Locally in Thailand, we’ve witnessed the shortcomings of traditional bureaucratic approaches to problems, and that’s become our impetus to create better solutions and give access to everyday citizens. This means teaming up with experts across multilateral organizations and iterating our products until we know they can achieve localized impact. 

PODD has created lasting impact in Thailand, but internationally we need help. The Trinity Challenge Members (and Judges) can make a positive and lasting impact for the public good by partnering with us.
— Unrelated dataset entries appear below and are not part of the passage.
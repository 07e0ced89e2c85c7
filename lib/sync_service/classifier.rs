//! Maps failures onto the closed [`SyncErrorKind`] taxonomy.
//!
//! The table is ordered; the first category matching any error in the `source()` chain wins,
//! and anything unmatched is `Unknown`.

use std::error::Error as StdError;
use std::io;

use super::error::Error;
use super::types::SyncErrorKind;
use crate::remote::RemoteError;

type Matcher = fn(&(dyn StdError + 'static)) -> bool;

const CLASSIFICATION_TABLE: &[(Matcher, SyncErrorKind)] = &[
    (is_time_skew, SyncErrorKind::TimeSkewExceeded),
    (is_unsupported_tracker_kind, SyncErrorKind::UnsupportedTrackerKind),
    (is_bug_not_found, SyncErrorKind::BugNotFound),
    (is_private_bug, SyncErrorKind::PrivateRemoteBug),
    (is_invalid_bug_id, SyncErrorKind::InvalidBugId),
    (is_unparsable_tracker_version, SyncErrorKind::UnparsableTrackerVersion),
    (is_unparsable_bug_data, SyncErrorKind::UnparsableBugData),
    (is_timeout, SyncErrorKind::Timeout),
    (is_connection_error, SyncErrorKind::ConnectionError),
];

/// Classifies `error` by walking its cause chain. Never fails.
pub fn classify(error: &(dyn StdError + 'static)) -> SyncErrorKind {
    CLASSIFICATION_TABLE
        .iter()
        .find(|(matches, _)| causes(error).any(|cause| matches(cause)))
        .map(|(_, kind)| *kind)
        .unwrap_or(SyncErrorKind::Unknown)
}

fn causes<'a>(
    error: &'a (dyn StdError + 'static),
) -> impl Iterator<Item = &'a (dyn StdError + 'static)> {
    std::iter::successors(Some(error), |cause: &&'a (dyn StdError + 'static)| {
        (*cause).source()
    })
}

fn remote<'a>(error: &'a (dyn StdError + 'static)) -> Option<&'a RemoteError> {
    error.downcast_ref::<RemoteError>()
}

fn is_time_skew(error: &(dyn StdError + 'static)) -> bool {
    matches!(
        error.downcast_ref::<Error>(),
        Some(Error::TimeSkewExceeded { .. })
    )
}

fn is_unsupported_tracker_kind(error: &(dyn StdError + 'static)) -> bool {
    matches!(remote(error), Some(RemoteError::UnsupportedTrackerKind(_)))
}

fn is_bug_not_found(error: &(dyn StdError + 'static)) -> bool {
    matches!(remote(error), Some(RemoteError::BugNotFound(_)))
}

fn is_private_bug(error: &(dyn StdError + 'static)) -> bool {
    matches!(remote(error), Some(RemoteError::PrivateRemoteBug(_)))
}

fn is_invalid_bug_id(error: &(dyn StdError + 'static)) -> bool {
    matches!(remote(error), Some(RemoteError::InvalidBugId(_)))
}

fn is_unparsable_tracker_version(error: &(dyn StdError + 'static)) -> bool {
    matches!(remote(error), Some(RemoteError::UnparsableTrackerVersion(_)))
}

fn is_unparsable_bug_data(error: &(dyn StdError + 'static)) -> bool {
    matches!(remote(error), Some(RemoteError::UnparsableBugData { .. }))
        || error.is::<serde_json::Error>()
        || error
            .downcast_ref::<reqwest::Error>()
            .is_some_and(reqwest::Error::is_decode)
}

fn is_timeout(error: &(dyn StdError + 'static)) -> bool {
    matches!(remote(error), Some(RemoteError::Timeout(_)))
        || error.is::<tokio::time::error::Elapsed>()
        || error
            .downcast_ref::<reqwest::Error>()
            .is_some_and(reqwest::Error::is_timeout)
        || error
            .downcast_ref::<io::Error>()
            .is_some_and(|err| err.kind() == io::ErrorKind::TimedOut)
}

fn is_connection_error(error: &(dyn StdError + 'static)) -> bool {
    matches!(remote(error), Some(RemoteError::Connection(_)))
        || error
            .downcast_ref::<reqwest::Error>()
            .is_some_and(reqwest::Error::is_connect)
        || error.downcast_ref::<io::Error>().is_some_and(|err| {
            matches!(
                err.kind(),
                io::ErrorKind::ConnectionRefused
                    | io::ErrorKind::ConnectionReset
                    | io::ErrorKind::ConnectionAborted
                    | io::ErrorKind::NotConnected
            )
        })
}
We’ve selected some ideal partners (listed below) but given the opportunity we would hope to grow this list.

Our goal is to connect with all academic institution Members and pitch their public health/veterinary/epidemiology departments to become part of the PODD regional network.

We have also identified key technology and global health leaders who would be ideal partners:

• Professor Tan Chorh Chuan’s experience leading Singapore’s response to the 2003 SARS outbreak would be helpful for expanding PODD’s coverage in Asia. 

• Sheetal Silal’s research using mathematical models to predict infectious diseases could help strengthen PODD’s early warning system.

• Jia Li’s deep knowledge of machine vision could help us improve our AI to recognize true outbreaks from image data.

• BlueDot - we want to contribute our participatory data to their event based surveillance system.

• Zenysis’ machine learning platform could improve our ML, and we could be a social impact case study for them. We also seek advice in building tech for government. 

• Dr Dylan George’s career in forecasting infectious disease risks could elevate our pre-spillover technology.

• Global Virome Project’s global consortium is without a doubt the perfect launchpad for PODD, specifically Dr Jonna Mazet because of her One Health leadership and her directorship of PREDICT; potential advisor for PODD.